Court revives case alleging DHS discrimination against Christian employee

DHS had required the employee to undergo so-called "trainings" entitled "How to Be Antiracist" and "Understanding Gender Identity and Expression: Moving Beyond the Binary."

Aaron Norgren speaks at a press conference at the Minnesota Capitol in July 2021. (Alpha News)

On March 21, 2024, the federal Eighth Circuit Court of Appeals reversed the federal District of Minnesota’s dismissal of a discrimination and retaliation case where the Upper Midwest Law Center’s client, Aaron Norgren, had objected to the Minnesota Department of Human Services’ mandatory critical-race-theory and gender-nonbinary “trainings” and was later refused the chance to interview for a promotion.
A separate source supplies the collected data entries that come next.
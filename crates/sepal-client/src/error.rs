use thiserror::Error;

#[derive(Error, Debug)]
pub enum ClientError {
    #[error("Internal client error")]
    InternalError,

    #[error("HTTP request failed: {0}")]
    HttpError(#[from] reqwest::Error),

    #[error("JSON deserialization failed: {0}")]
    JsonError(#[from] serde_json::Error),

    #[error("Invalid header value: {0}")]
    InvalidHeader(#[from] reqwest::header::InvalidHeaderValue),

    #[error("Request to {path} failed with status {status}")]
    Status { path: String, status: u16 },

    #[error("API call to {path} returned with error: {message}")]
    Unsuccessful { path: String, message: String },
}

impl ClientError {
    /// Whether the API itself answered and refused the call
    pub const fn is_rejection(&self) -> bool {
        matches!(self, Self::Unsuccessful { .. })
    }
}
Aaron Norgren was a security counselor at the DHS’s St. Peter MSOP facility. The DHS had required Aaron to undergo so-called “trainings” entitled “How to Be Antiracist” and “Understanding Gender Identity and Expression: Moving Beyond the Binary.” The “trainings” were expressly designed to “change minds for life.” The “antiracism” training mandated a minute of silence for George Floyd and directed Norgren to stop using the phrase “I am not a racist” as a defense, to admit to their version of the word “racist,” and to accept the United States as the root of racist ideas. The gender non-binary training required Aaron to refrain from telling others that their gender identities are wrong.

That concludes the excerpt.